Wayne and I went with two other teachers last night to watch The Business of Being Born. We were mere feet from Ricki Lake during the Q&A after the movie. It was cool!
So, the movie was so great; it really shows quite well the norm of hospital birth. Conversely, it shows some awesome homebirths (the homebirth midwife is such a character). There is even a cesarean, which is done nicely and is a reasonable cesarean, unlike so many, which are unnecessary. I really appreciated the scene with all the pit orders. It was so frustrating but so real. Also, I liked the part where Ricki asks three OB/GYNs how many natural--intervention free-- births they have seen. The blank looks on their faces for a beat or two (or three!) was priceless.
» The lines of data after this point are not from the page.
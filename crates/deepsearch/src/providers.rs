pub mod base;
pub mod configs;
pub mod openai;
pub mod utils;

#[cfg(test)]
pub mod mock;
The replies: "rarely." "almost never."
You can see that part in this trailer:
I am at a crossroads of sorts with my teaching. I feel uninspired, and I don't know why. I have pulled away from former students, and I really don't go out of my way to gain new students. I enjoy teaching...a lot, but I feel like my students aren't hearing me like they used to. Obviously I feel it's me and not them. I think some of it has to do with the fact that I haven't worked births in a long while. Now that Wayne's work schedule will be less time consuming, I will be able to provide labor support again, which I hope will be inspiring. You learn so much about women and strength and birth when providing labor support. Then you can take that experience back to class and make the info real and relevant to the current birth climate.
I have a class that is supposed to start at the beginning of February, and I'm not ready; I have one couple, and if I have only one couple, I will not teach. One couple in a class doesn't work. I've only had that happen one time, and I won't do it again. I need at least three couples and five couples would be a full class. But what am I doing to procure more couples? Nothing. No marketing. No networking. Putting off calling back potential students... yeah, real proactive stuff. Ha!
I was talking to a friend not so long ago about how much I would love to punch a clock and not have to worry about marketing and networking, which are not my strengths. I've always hated it and felt weird schmoozing.
I was talking to the other two teachers last night about how I've been teaching for 5 years now, and I feel so much like I am swimming upstream against a steadily rushing flood of highly interventive births: inductions, pain meds, instrument deliveries, I'm seeing episiotomies again(!), and so many cesareans... I feel so helpless. I'm hoping that with the two new teachers in our area that we can encourage each other and build a community for ourselves, as I was able to do with the two Bradley teachers who used to teach out here (one will be returning to teaching in March). There will be 4 of us in the same county, so we can really serve the community, if we work together.
I don't know...I hope I unfunk soon.
2 comments:
I so want to see The Business of Being Born. Is it showing any where now? I will have to bribe Dryke to go with me, but it will be worth it.
It will be playing at SIFF Cinema Feb 29-Mar 6, and it comes out on Netflix in February.
It was really good and not at all like watching a birth video. No crowning shots or anything like that.
I mean, c'mon... he took you to see "Dude. Where's My Car?"